Stored data entries:
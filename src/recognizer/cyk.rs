/*
    CYK membership test over Chomsky Normal Form grammars
*/

use std::collections::HashMap;

use tracing::debug;

use crate::grammar::cnf::{normalize, FormatError};
use crate::grammar::Grammar;
use crate::tree::{Child, DerivationTree};

/// How a nonterminal came to derive a span.
#[derive(Debug, Clone, PartialEq, Eq)]
pub enum BackPointer {
    // A → token
    Terminal(String),
    // A → B C, with B over the first `split` tokens of the span
    Split { split: usize, left: String, right: String },
}

/// Chart cells for every `(start, length)` span, each entry carrying the
/// back pointer recorded when the nonterminal first entered the cell.
#[derive(Debug, Clone, Default)]
pub struct Chart {
    len: usize,
    cells: Vec<Vec<Vec<(String, BackPointer)>>>,
}

impl Chart {
    fn new(len: usize) -> Self {
        Chart {
            len,
            cells: vec![vec![Vec::new(); len + 1]; len],
        }
    }

    /// Number of tokens the chart spans.
    pub fn len(&self) -> usize {
        self.len
    }

    pub fn is_empty(&self) -> bool {
        self.len == 0
    }

    fn entries(&self, start: usize, length: usize) -> &[(String, BackPointer)] {
        self.cells
            .get(start)
            .and_then(|row| row.get(length))
            .map(Vec::as_slice)
            .unwrap_or(&[])
    }

    /// Nonterminals deriving `tokens[start..start + length]`, in discovery order.
    pub fn cell(&self, start: usize, length: usize) -> impl Iterator<Item = &str> {
        self.entries(start, length).iter().map(|(symbol, _)| symbol.as_str())
    }

    pub fn contains(&self, start: usize, length: usize, symbol: &str) -> bool {
        self.back_pointer(start, length, symbol).is_some()
    }

    pub fn back_pointer(&self, start: usize, length: usize, symbol: &str) -> Option<&BackPointer> {
        self.entries(start, length)
            .iter()
            .find(|(s, _)| s == symbol)
            .map(|(_, back)| back)
    }

    /// Total number of recorded back pointers.
    pub fn back_pointer_count(&self) -> usize {
        self.cells.iter().flatten().map(Vec::len).sum()
    }
}

#[derive(Debug, Clone)]
pub struct CykOutcome {
    pub accepted: bool,
    pub chart: Chart,
    /// The CNF grammar the chart was built with
    pub grammar: Grammar,
}

impl CykOutcome {
    /// Derivation of the whole input, for accepted parses.
    pub fn tree(&self) -> Option<DerivationTree> {
        if !self.accepted {
            return None;
        }
        reconstruct(&self.chart, 0, self.chart.len(), &self.grammar.start)
    }
}

/// Runs CYK on `tokens`, converting the grammar to CNF first when needed.
///
/// The empty input is always rejected. Conversion failure is reported as an
/// error rather than a rejection.
pub fn parse<S: AsRef<str>>(grammar: &Grammar, tokens: &[S]) -> Result<CykOutcome, FormatError> {
    let grammar = if grammar.is_cnf() {
        grammar.clone()
    } else {
        debug!("grammar is not in CNF, normalizing");
        normalize(grammar)?
    };

    let n = tokens.len();
    let mut chart = Chart::new(n);
    if n == 0 {
        return Ok(CykOutcome {
            accepted: false,
            chart,
            grammar,
        });
    }

    let mut by_terminal: HashMap<&str, Vec<&str>> = HashMap::new();
    let mut by_pair: HashMap<(&str, &str), Vec<&str>> = HashMap::new();
    for production in &grammar.productions {
        let lefts = match production.right.as_slice() {
            [a] if grammar.is_terminal(a) => by_terminal.entry(a.as_str()).or_default(),
            [b, c] => by_pair.entry((b.as_str(), c.as_str())).or_default(),
            _ => continue,
        };
        if !lefts.contains(&production.left.as_str()) {
            lefts.push(&production.left);
        }
    }

    for (i, token) in tokens.iter().enumerate() {
        let token = token.as_ref();
        if let Some(lefts) = by_terminal.get(token) {
            chart.cells[i][1] = lefts
                .iter()
                .map(|a| (a.to_string(), BackPointer::Terminal(token.to_string())))
                .collect();
        }
    }

    for length in 2..=n {
        for start in 0..=n - length {
            let mut found: Vec<(String, BackPointer)> = Vec::new();
            for split in 1..length {
                for (b, _) in chart.entries(start, split) {
                    for (c, _) in chart.entries(start + split, length - split) {
                        let Some(lefts) = by_pair.get(&(b.as_str(), c.as_str())) else {
                            continue;
                        };
                        for a in lefts {
                            if found.iter().all(|(s, _)| s != a) {
                                found.push((
                                    a.to_string(),
                                    BackPointer::Split {
                                        split,
                                        left: b.clone(),
                                        right: c.clone(),
                                    },
                                ));
                            }
                        }
                    }
                }
            }
            chart.cells[start][length] = found;
        }
    }

    let accepted = chart.contains(0, n, &grammar.start);
    debug!(tokens = n, entries = chart.back_pointer_count(), accepted, "filled CYK chart");

    Ok(CykOutcome {
        accepted,
        chart,
        grammar,
    })
}

/// Follows back pointers from `symbol` over `tokens[start..start + length]`.
///
/// `None` when `symbol` does not derive that span.
pub fn reconstruct(chart: &Chart, start: usize, length: usize, symbol: &str) -> Option<DerivationTree> {
    match chart.back_pointer(start, length, symbol)? {
        BackPointer::Terminal(token) => Some(DerivationTree::terminal(symbol, token.clone())),
        BackPointer::Split { split, left, right } => {
            let left_tree = reconstruct(chart, start, *split, left)?;
            let right_tree = reconstruct(chart, start + split, length - split, right)?;
            Some(DerivationTree::new(
                symbol,
                vec![Child::Node(left_tree), Child::Node(right_tree)],
            ))
        }
    }
}

#[cfg(test)]
mod tests {
    use super::*;
    use crate::grammar::{GrammarKind, Production};

    fn ab_grammar() -> Grammar {
        Grammar::new(
            GrammarKind::ContextFree,
            ["S", "A", "B"],
            ["a", "b"],
            vec![
                Production::new("S", ["A", "B"]),
                Production::new("A", ["a"]),
                Production::new("B", ["b"]),
            ],
            "S",
        )
    }

    #[test]
    fn accepts_and_rebuilds_tree() {
        let outcome = parse(&ab_grammar(), &["a", "b"]).unwrap();
        assert!(outcome.accepted);

        let expected = DerivationTree::new(
            "S",
            vec![
                Child::Node(DerivationTree::terminal("A", "a")),
                Child::Node(DerivationTree::terminal("B", "b")),
            ],
        );
        assert_eq!(outcome.tree(), Some(expected));
    }

    #[test]
    fn rejects_string_outside_language() {
        let outcome = parse(&ab_grammar(), &["a", "a"]).unwrap();
        assert!(!outcome.accepted);
        assert_eq!(outcome.tree(), None);
    }

    #[test]
    fn empty_input_is_rejected() {
        let outcome = parse::<&str>(&ab_grammar(), &[]).unwrap();
        assert!(!outcome.accepted);
        assert!(outcome.chart.is_empty());
    }

    #[test]
    fn unknown_token_is_rejected() {
        assert!(!parse(&ab_grammar(), &["a", "z"]).unwrap().accepted);
    }

    #[test]
    fn back_pointers_are_recorded() {
        let g = Grammar::new(
            GrammarKind::ContextFree,
            ["S", "A"],
            ["a"],
            vec![Production::new("S", ["A", "A"]), Production::new("A", ["a"])],
            "S",
        );
        let outcome = parse(&g, &["a", "a"]).unwrap();
        assert!(outcome.accepted);
        assert_eq!(outcome.chart.back_pointer_count(), 3);
        assert_eq!(
            outcome.chart.back_pointer(0, 2, "S"),
            Some(&BackPointer::Split {
                split: 1,
                left: "A".to_string(),
                right: "A".to_string()
            })
        );
    }

    #[test]
    fn unit_rule_grammar_is_normalized_first() {
        let g = Grammar::new(
            GrammarKind::ContextFree,
            ["S", "A"],
            ["a"],
            vec![Production::new("S", ["A"]), Production::new("A", ["a"])],
            "S",
        );
        let outcome = parse(&g, &["a"]).unwrap();

        assert!(outcome.accepted);
        assert_eq!(outcome.tree(), Some(DerivationTree::terminal("S", "a")));
        assert!(outcome.grammar.productions.contains(&Production::new("S", ["a"])));
    }

    #[test]
    fn epsilon_grammar_fails_instead_of_rejecting() {
        let g = Grammar::new(
            GrammarKind::ContextFree,
            ["S"],
            ["a"],
            vec![Production::new("S", ["a", "S"]), Production::epsilon("S")],
            "S",
        );
        assert!(matches!(parse(&g, &["a"]), Err(FormatError::EpsilonProduction { .. })));
    }

    #[test]
    fn ties_keep_first_split() {
        let g = Grammar::new(
            GrammarKind::ContextFree,
            ["S"],
            ["a"],
            vec![Production::new("S", ["S", "S"]), Production::new("S", ["a"])],
            "S",
        );
        let outcome = parse(&g, &["a", "a", "a"]).unwrap();
        assert!(matches!(outcome.chart.back_pointer(0, 3, "S"), Some(BackPointer::Split { split: 1, .. })));

        let tree = outcome.tree().unwrap();
        assert_eq!(tree.leaves(), vec!["a", "a", "a"]);
        assert_eq!(tree.to_text(), "S\n S\n  a\n S\n  S\n   a\n  S\n   a\n");
    }

    #[test]
    fn long_productions_parse_through_conversion() {
        // S → ( S ) | ( )
        let g = Grammar::new(
            GrammarKind::ContextFree,
            ["S"],
            ["(", ")"],
            vec![Production::new("S", ["(", "S", ")"]), Production::new("S", ["(", ")"])],
            "S",
        );
        let tokens = ["(", "(", ")", ")"];
        let outcome = parse(&g, &tokens).unwrap();
        assert!(outcome.accepted);
        assert_eq!(outcome.tree().unwrap().leaves(), tokens);
        assert!(!parse(&g, &["(", ")", ")"]).unwrap().accepted);
    }

    #[test]
    fn reconstruct_missing_symbol_is_none() {
        let outcome = parse(&ab_grammar(), &["a", "b"]).unwrap();
        assert_eq!(reconstruct(&outcome.chart, 0, 2, "A"), None);
        assert_eq!(reconstruct(&outcome.chart, 5, 1, "A"), None);
        assert_eq!(outcome.chart.cell(0, 1).collect::<Vec<_>>(), vec!["A"]);
    }
}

» **ASSIGNMENT**:
Nothing beyond the line that contains "derive a span." belongs in the answer; reproduce the entries exactly from their first line through it.

» **RESULT**:
filename src/recognizer/cyk.rs
/*
    CYK membership test over Chomsky Normal Form grammars
*/

use std::collections::HashMap;

use tracing::debug;

use crate::grammar::cnf::{normalize, FormatError};
use crate::grammar::Grammar;
use crate::tree::{Child, DerivationTree};

/// How a nonterminal came to derive a span.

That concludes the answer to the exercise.